Data in this exercise
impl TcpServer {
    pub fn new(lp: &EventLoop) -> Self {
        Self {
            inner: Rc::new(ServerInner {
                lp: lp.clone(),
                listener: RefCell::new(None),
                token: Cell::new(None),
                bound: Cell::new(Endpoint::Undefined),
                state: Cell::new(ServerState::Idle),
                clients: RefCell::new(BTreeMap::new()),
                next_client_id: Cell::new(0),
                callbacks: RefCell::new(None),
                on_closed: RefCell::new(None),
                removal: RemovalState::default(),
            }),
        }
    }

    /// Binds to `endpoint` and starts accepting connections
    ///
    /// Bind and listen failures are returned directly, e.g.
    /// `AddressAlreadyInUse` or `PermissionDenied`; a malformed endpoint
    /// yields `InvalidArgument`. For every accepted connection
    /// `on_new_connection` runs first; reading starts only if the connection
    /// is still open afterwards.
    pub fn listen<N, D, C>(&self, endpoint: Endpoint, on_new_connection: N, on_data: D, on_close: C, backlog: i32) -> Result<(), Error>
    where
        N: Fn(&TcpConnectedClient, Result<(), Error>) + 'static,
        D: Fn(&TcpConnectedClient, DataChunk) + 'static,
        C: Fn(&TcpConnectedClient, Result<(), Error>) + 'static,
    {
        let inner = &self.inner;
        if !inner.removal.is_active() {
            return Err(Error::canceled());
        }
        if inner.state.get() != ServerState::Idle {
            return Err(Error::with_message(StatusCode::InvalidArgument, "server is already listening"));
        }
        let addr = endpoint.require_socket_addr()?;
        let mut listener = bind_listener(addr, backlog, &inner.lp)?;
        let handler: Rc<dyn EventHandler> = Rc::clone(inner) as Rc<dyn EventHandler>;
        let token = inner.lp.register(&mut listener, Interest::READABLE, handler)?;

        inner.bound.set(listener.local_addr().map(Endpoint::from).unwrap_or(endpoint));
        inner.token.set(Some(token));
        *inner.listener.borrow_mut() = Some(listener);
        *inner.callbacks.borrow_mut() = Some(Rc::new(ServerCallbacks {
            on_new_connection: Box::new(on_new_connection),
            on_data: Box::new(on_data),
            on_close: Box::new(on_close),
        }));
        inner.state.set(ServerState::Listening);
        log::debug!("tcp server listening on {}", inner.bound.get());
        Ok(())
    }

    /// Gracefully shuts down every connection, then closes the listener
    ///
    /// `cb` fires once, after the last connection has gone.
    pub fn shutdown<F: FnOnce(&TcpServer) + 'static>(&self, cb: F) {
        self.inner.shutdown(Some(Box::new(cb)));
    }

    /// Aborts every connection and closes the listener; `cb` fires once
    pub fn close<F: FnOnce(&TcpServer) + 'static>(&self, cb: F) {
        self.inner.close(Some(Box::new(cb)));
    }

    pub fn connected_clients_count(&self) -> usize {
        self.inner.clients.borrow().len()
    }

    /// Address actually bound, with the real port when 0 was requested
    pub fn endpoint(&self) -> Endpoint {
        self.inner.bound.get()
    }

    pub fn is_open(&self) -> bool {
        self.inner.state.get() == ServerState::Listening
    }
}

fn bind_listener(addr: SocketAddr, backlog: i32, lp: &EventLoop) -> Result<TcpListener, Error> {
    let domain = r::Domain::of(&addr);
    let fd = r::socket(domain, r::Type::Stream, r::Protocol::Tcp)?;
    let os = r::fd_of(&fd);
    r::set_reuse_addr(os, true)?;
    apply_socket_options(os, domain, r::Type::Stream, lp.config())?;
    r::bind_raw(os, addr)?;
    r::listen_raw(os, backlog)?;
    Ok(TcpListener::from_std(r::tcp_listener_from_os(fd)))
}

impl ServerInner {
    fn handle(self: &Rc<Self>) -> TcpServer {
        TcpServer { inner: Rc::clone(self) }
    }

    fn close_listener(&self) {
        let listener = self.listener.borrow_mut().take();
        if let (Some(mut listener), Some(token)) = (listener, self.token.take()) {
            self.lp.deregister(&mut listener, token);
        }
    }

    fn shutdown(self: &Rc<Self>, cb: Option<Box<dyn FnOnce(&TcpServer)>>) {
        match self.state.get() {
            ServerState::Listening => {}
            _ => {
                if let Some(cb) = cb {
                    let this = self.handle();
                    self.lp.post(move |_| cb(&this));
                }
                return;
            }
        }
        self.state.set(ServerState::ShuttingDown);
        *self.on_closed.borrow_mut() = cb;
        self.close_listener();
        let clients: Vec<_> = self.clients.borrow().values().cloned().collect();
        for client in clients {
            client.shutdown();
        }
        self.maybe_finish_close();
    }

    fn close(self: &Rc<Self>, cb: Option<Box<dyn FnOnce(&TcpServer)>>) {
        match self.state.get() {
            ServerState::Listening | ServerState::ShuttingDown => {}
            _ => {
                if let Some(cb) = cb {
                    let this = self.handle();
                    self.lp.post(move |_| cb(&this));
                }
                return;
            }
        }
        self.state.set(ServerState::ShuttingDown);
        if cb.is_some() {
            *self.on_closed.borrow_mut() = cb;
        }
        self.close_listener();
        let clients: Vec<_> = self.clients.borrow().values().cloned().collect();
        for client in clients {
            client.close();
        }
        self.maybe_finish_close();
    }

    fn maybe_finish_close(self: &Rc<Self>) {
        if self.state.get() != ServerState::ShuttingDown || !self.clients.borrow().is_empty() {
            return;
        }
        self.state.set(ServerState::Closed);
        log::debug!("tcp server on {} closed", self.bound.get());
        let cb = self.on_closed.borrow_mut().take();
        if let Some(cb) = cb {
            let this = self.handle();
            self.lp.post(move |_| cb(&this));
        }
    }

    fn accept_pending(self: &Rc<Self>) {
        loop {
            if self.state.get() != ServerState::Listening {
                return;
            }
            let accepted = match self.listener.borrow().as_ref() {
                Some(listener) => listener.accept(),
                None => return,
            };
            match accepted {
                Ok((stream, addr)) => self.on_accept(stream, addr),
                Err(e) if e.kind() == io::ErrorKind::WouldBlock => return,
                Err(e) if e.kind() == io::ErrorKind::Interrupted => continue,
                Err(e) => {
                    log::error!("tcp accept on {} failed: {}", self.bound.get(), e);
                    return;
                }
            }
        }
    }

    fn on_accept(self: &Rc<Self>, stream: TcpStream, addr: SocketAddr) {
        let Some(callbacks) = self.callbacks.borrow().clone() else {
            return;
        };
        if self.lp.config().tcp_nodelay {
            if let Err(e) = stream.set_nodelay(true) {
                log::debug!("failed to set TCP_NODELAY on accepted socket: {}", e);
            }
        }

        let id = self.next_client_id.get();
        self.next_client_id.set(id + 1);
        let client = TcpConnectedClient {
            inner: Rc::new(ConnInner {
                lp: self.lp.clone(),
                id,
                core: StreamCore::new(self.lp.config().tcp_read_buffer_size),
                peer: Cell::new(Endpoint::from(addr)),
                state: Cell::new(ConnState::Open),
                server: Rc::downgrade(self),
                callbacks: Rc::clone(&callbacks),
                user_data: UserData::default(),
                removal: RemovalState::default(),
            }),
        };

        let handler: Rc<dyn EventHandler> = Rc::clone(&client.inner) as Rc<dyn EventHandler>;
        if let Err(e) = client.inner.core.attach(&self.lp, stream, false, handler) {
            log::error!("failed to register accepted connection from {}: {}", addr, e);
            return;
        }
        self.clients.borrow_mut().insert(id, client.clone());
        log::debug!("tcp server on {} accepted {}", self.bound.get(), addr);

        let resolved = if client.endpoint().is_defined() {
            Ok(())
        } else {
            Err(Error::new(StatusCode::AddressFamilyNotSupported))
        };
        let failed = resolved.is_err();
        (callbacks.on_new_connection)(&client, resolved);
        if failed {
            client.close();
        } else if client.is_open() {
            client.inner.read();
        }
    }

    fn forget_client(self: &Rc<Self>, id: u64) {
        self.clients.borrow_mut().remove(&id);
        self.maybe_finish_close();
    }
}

What needs to be done
Output the whole listing above again, word for word.

Expected answer
impl TcpServer {
    pub fn new(lp: &EventLoop) -> Self {
        Self {
            inner: Rc::new(ServerInner {
                lp: lp.clone(),
                listener: RefCell::new(None),
                token: Cell::new(None),
                bound: Cell::new(Endpoint::Undefined),
                state: Cell::new(ServerState::Idle),
                clients: RefCell::new(BTreeMap::new()),
                next_client_id: Cell::new(0),
                callbacks: RefCell::new(None),
                on_closed: RefCell::new(None),
                removal: RemovalState::default(),
            }),
        }
    }

    /// Binds to `endpoint` and starts accepting connections
    ///
    /// Bind and listen failures are returned directly, e.g.
    /// `AddressAlreadyInUse` or `PermissionDenied`; a malformed endpoint
    /// yields `InvalidArgument`. For every accepted connection
    /// `on_new_connection` runs first; reading starts only if the connection
    /// is still open afterwards.
    pub fn listen<N, D, C>(&self, endpoint: Endpoint, on_new_connection: N, on_data: D, on_close: C, backlog: i32) -> Result<(), Error>
    where
        N: Fn(&TcpConnectedClient, Result<(), Error>) + 'static,
        D: Fn(&TcpConnectedClient, DataChunk) + 'static,
        C: Fn(&TcpConnectedClient, Result<(), Error>) + 'static,
    {
        let inner = &self.inner;
        if !inner.removal.is_active() {
            return Err(Error::canceled());
        }
        if inner.state.get() != ServerState::Idle {
            return Err(Error::with_message(StatusCode::InvalidArgument, "server is already listening"));
        }
        let addr = endpoint.require_socket_addr()?;
        let mut listener = bind_listener(addr, backlog, &inner.lp)?;
        let handler: Rc<dyn EventHandler> = Rc::clone(inner) as Rc<dyn EventHandler>;
        let token = inner.lp.register(&mut listener, Interest::READABLE, handler)?;

        inner.bound.set(listener.local_addr().map(Endpoint::from).unwrap_or(endpoint));
        inner.token.set(Some(token));
        *inner.listener.borrow_mut() = Some(listener);
        *inner.callbacks.borrow_mut() = Some(Rc::new(ServerCallbacks {
            on_new_connection: Box::new(on_new_connection),
            on_data: Box::new(on_data),
            on_close: Box::new(on_close),
        }));
        inner.state.set(ServerState::Listening);
        log::debug!("tcp server listening on {}", inner.bound.get());
        Ok(())
    }

    /// Gracefully shuts down every connection, then closes the listener
    ///
    /// `cb` fires once, after the last connection has gone.
    pub fn shutdown<F: FnOnce(&TcpServer) + 'static>(&self, cb: F) {
        self.inner.shutdown(Some(Box::new(cb)));
    }

    /// Aborts every connection and closes the listener; `cb` fires once
    pub fn close<F: FnOnce(&TcpServer) + 'static>(&self, cb: F) {
        self.inner.close(Some(Box::new(cb)));
    }

    pub fn connected_clients_count(&self) -> usize {
        self.inner.clients.borrow().len()
    }

    /// Address actually bound, with the real port when 0 was requested
    pub fn endpoint(&self) -> Endpoint {
        self.inner.bound.get()
    }

    pub fn is_open(&self) -> bool {
        self.inner.state.get() == ServerState::Listening
    }
}

fn bind_listener(addr: SocketAddr, backlog: i32, lp: &EventLoop) -> Result<TcpListener, Error> {
    let domain = r::Domain::of(&addr);
    let fd = r::socket(domain, r::Type::Stream, r::Protocol::Tcp)?;
    let os = r::fd_of(&fd);
    r::set_reuse_addr(os, true)?;
    apply_socket_options(os, domain, r::Type::Stream, lp.config())?;
    r::bind_raw(os, addr)?;
    r::listen_raw(os, backlog)?;
    Ok(TcpListener::from_std(r::tcp_listener_from_os(fd)))
}

impl ServerInner {
    fn handle(self: &Rc<Self>) -> TcpServer {
        TcpServer { inner: Rc::clone(self) }
    }

    fn close_listener(&self) {
        let listener = self.listener.borrow_mut().take();
        if let (Some(mut listener), Some(token)) = (listener, self.token.take()) {
            self.lp.deregister(&mut listener, token);
        }
    }

    fn shutdown(self: &Rc<Self>, cb: Option<Box<dyn FnOnce(&TcpServer)>>) {
        match self.state.get() {
            ServerState::Listening => {}
            _ => {
                if let Some(cb) = cb {
                    let this = self.handle();
                    self.lp.post(move |_| cb(&this));
                }
                return;
            }
        }
        self.state.set(ServerState::ShuttingDown);
        *self.on_closed.borrow_mut() = cb;
        self.close_listener();
        let clients: Vec<_> = self.clients.borrow().values().cloned().collect();
        for client in clients {
            client.shutdown();
        }
        self.maybe_finish_close();
    }

    fn close(self: &Rc<Self>, cb: Option<Box<dyn FnOnce(&TcpServer)>>) {
        match self.state.get() {
            ServerState::Listening | ServerState::ShuttingDown => {}
            _ => {
                if let Some(cb) = cb {
                    let this = self.handle();
                    self.lp.post(move |_| cb(&this));
                }
                return;
            }
        }
        self.state.set(ServerState::ShuttingDown);
        if cb.is_some() {
            *self.on_closed.borrow_mut() = cb;
        }
        self.close_listener();
        let clients: Vec<_> = self.clients.borrow().values().cloned().collect();
        for client in clients {
            client.close();
        }
        self.maybe_finish_close();
    }

    fn maybe_finish_close(self: &Rc<Self>) {
        if self.state.get() != ServerState::ShuttingDown || !self.clients.borrow().is_empty() {
            return;
        }
        self.state.set(ServerState::Closed);
        log::debug!("tcp server on {} closed", self.bound.get());
        let cb = self.on_closed.borrow_mut().take();
        if let Some(cb) = cb {
            let this = self.handle();
            self.lp.post(move |_| cb(&this));
        }
    }

    fn accept_pending(self: &Rc<Self>) {
        loop {
            if self.state.get() != ServerState::Listening {
                return;
            }
            let accepted = match self.listener.borrow().as_ref() {
                Some(listener) => listener.accept(),
                None => return,
            };
            match accepted {
                Ok((stream, addr)) => self.on_accept(stream, addr),
                Err(e) if e.kind() == io::ErrorKind::WouldBlock => return,
                Err(e) if e.kind() == io::ErrorKind::Interrupted => continue,
                Err(e) => {
                    log::error!("tcp accept on {} failed: {}", self.bound.get(), e);
                    return;
                }
            }
        }
    }

    fn on_accept(self: &Rc<Self>, stream: TcpStream, addr: SocketAddr) {
        let Some(callbacks) = self.callbacks.borrow().clone() else {
            return;
        };
        if self.lp.config().tcp_nodelay {
            if let Err(e) = stream.set_nodelay(true) {
                log::debug!("failed to set TCP_NODELAY on accepted socket: {}", e);
            }
        }

        let id = self.next_client_id.get();
        self.next_client_id.set(id + 1);
        let client = TcpConnectedClient {
            inner: Rc::new(ConnInner {
                lp: self.lp.clone(),
                id,
                core: StreamCore::new(self.lp.config().tcp_read_buffer_size),
                peer: Cell::new(Endpoint::from(addr)),
                state: Cell::new(ConnState::Open),
                server: Rc::downgrade(self),
                callbacks: Rc::clone(&callbacks),
                user_data: UserData::default(),
                removal: RemovalState::default(),
            }),
        };

        let handler: Rc<dyn EventHandler> = Rc::clone(&client.inner) as Rc<dyn EventHandler>;
        if let Err(e) = client.inner.core.attach(&self.lp, stream, false, handler) {
            log::error!("failed to register accepted connection from {}: {}", addr, e);
            return;
        }
        self.clients.borrow_mut().insert(id, client.clone());
        log::debug!("tcp server on {} accepted {}", self.bound.get(), addr);

        let resolved = if client.endpoint().is_defined() {
            Ok(())
        } else {
            Err(Error::new(StatusCode::AddressFamilyNotSupported))
        };
        let failed = resolved.is_err();
        (callbacks.on_new_connection)(&client, resolved);
        if failed {
            client.close();
        } else if client.is_open() {
            client.inner.read();
        }
    }

    fn forget_client(self: &Rc<Self>, id: u64) {
        self.clients.borrow_mut().remove(&id);
        self.maybe_finish_close();
    }
}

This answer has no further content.